- Task details:
A complete response lists each line of the data below that includes the word "impl".

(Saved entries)
»»
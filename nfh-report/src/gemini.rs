//! Gemini `generateContent` client.

use crate::{
    error::{ReportError, Result},
    narrative::NarrativeService,
};
use async_trait::async_trait;
use log::debug;
use reqwest::Client;
use serde::{Deserialize, Serialize};
use std::time::Duration;

pub const GEMINI_API_BASE: &str = "https://generativelanguage.googleapis.com/v1beta";
pub const DEFAULT_GEMINI_MODEL: &str = "gemini-2.0-flash";
const REQUEST_TIMEOUT: Duration = Duration::from_secs(120);

#[derive(Debug, Serialize)]
struct GenerateRequest<'a> {
    contents: Vec<Content<'a>>,
}

#[derive(Debug, Serialize)]
struct Content<'a> {
    parts: Vec<RequestPart<'a>>,
}

#[derive(Debug, Serialize)]
struct RequestPart<'a> {
    text: &'a str,
}

#[derive(Debug, Deserialize)]
struct GenerateResponse {
    #[serde(default)]
    candidates: Vec<Candidate>,
}

#[derive(Debug, Deserialize)]
struct Candidate {
    content: Option<CandidateContent>,
}

#[derive(Debug, Deserialize)]
struct CandidateContent {
    #[serde(default)]
    parts: Vec<ResponsePart>,
}

#[derive(Debug, Deserialize)]
struct ResponsePart {
    text: Option<String>,
}

#[derive(Debug, Deserialize)]
struct ErrorEnvelope {
    error: ErrorBody,
}

#[derive(Debug, Deserialize)]
struct ErrorBody {
    message: String,
}

/// Concatenated text of every part of every candidate.
fn response_text(response: GenerateResponse) -> Result<String> {
    let text: String = response
        .candidates
        .into_iter()
        .filter_map(|c| c.content)
        .flat_map(|c| c.parts)
        .filter_map(|p| p.text)
        .collect();
    if text.is_empty() {
        return Err(ReportError::EmptyResponse);
    }
    Ok(text)
}

#[derive(Debug, Clone)]
pub struct GeminiClient {
    client: Client,
    base_url: String,
    api_key: String,
    model: String,
}

impl GeminiClient {
    pub fn new(api_key: impl Into<String>, model: impl Into<String>) -> Result<Self> {
        let client = Client::builder().timeout(REQUEST_TIMEOUT).build()?;
        Ok(GeminiClient {
            client,
            base_url: GEMINI_API_BASE.to_string(),
            api_key: api_key.into(),
            model: model.into(),
        })
    }

    pub fn with_base_url(mut self, base_url: impl Into<String>) -> Self {
        self.base_url = base_url.into().trim_end_matches('/').to_string();
        self
    }

    pub fn model(&self) -> &str {
        &self.model
    }

    fn generate_url(&self) -> String {
        format!("{}/models/{}:generateContent", self.base_url, self.model)
    }
}

#[async_trait]
impl NarrativeService for GeminiClient {
    async fn generate(&self, prompt: &str) -> Result<String> {
        let url = self.generate_url();
        debug!("POST {}", url);
        let body = GenerateRequest {
            contents: vec![Content {
                parts: vec![RequestPart { text: prompt }],
            }],
        };
        // The key travels as a header so it never shows up in error URLs.
        let response = self
            .client
            .post(&url)
            .header("x-goog-api-key", &self.api_key)
            .json(&body)
            .send()
            .await?;
        let status = response.status();
        let text = response.text().await?;
        if !status.is_success() {
            let message = serde_json::from_str::<ErrorEnvelope>(&text)
                .map(|e| e.error.message)
                .unwrap_or_else(|_| text.trim().to_string());
            return Err(ReportError::Service {
                status: status.as_u16(),
                message,
            });
        }
        let parsed: GenerateResponse =
            serde_json::from_str(&text).map_err(|e| ReportError::ResponseParse(e.to_string()))?;
        response_text(parsed)
    }
}

#[cfg(test)]
mod tests {
    use super::*;

    #[test]
    fn test_response_text_concatenates_parts() {
        let body = r###"{
            "candidates": [
                {"content": {"parts": [{"text": "## Executive Summary\n"}, {"text": "Vegetation is stable."}], "role": "model"}}
            ],
            "usageMetadata": {"totalTokenCount": 42}
        }"###;
        let parsed: GenerateResponse = serde_json::from_str(body).unwrap();
        assert_eq!(
            response_text(parsed).unwrap(),
            "## Executive Summary\nVegetation is stable."
        );
    }

    #[test]
    fn test_blocked_response_is_empty() {
        let body = r#"{"promptFeedback": {"blockReason": "SAFETY"}}"#;
        let parsed: GenerateResponse = serde_json::from_str(body).unwrap();
        assert!(matches!(response_text(parsed), Err(ReportError::EmptyResponse)));
    }

    #[test]
    fn test_request_shape() {
        let body = GenerateRequest {
            contents: vec![Content {
                parts: vec![RequestPart { text: "hello" }],
            }],
        };
        assert_eq!(
            serde_json::to_value(&body).unwrap(),
            serde_json::json!({"contents": [{"parts": [{"text": "hello"}]}]})
        );
    }

    #[test]
    fn test_generate_url() {
        let client = GeminiClient::new("key", DEFAULT_GEMINI_MODEL).unwrap();
        assert_eq!(
            client.generate_url(),
            "https://generativelanguage.googleapis.com/v1beta/models/gemini-2.0-flash:generateContent"
        );
        assert_eq!(client.model(), "gemini-2.0-flash");
    }

    #[tokio::test]
    async fn test_connection_error_hides_api_key() {
        // Nothing listens on the discard port.
        let client = GeminiClient::new("AIzaSECRETKEY123", DEFAULT_GEMINI_MODEL)
            .unwrap()
            .with_base_url("http://127.0.0.1:9");
        let err = client.generate("hello").await.unwrap_err();
        assert!(matches!(err, ReportError::HttpRequest(_)));
        let report = crate::narrative::NarrativeReport::Failed(err.to_string()).text();
        assert!(!report.contains("AIzaSECRETKEY123"), "{report}");
        assert!(!format!("{err:?}").contains("AIzaSECRETKEY123"));
    }
}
««
- Result of this task:
impl GeminiClient {
    pub fn new(api_key: impl Into<String>, model: impl Into<String>) -> Result<Self> {
    pub fn with_base_url(mut self, base_url: impl Into<String>) -> Self {
impl NarrativeService for GeminiClient {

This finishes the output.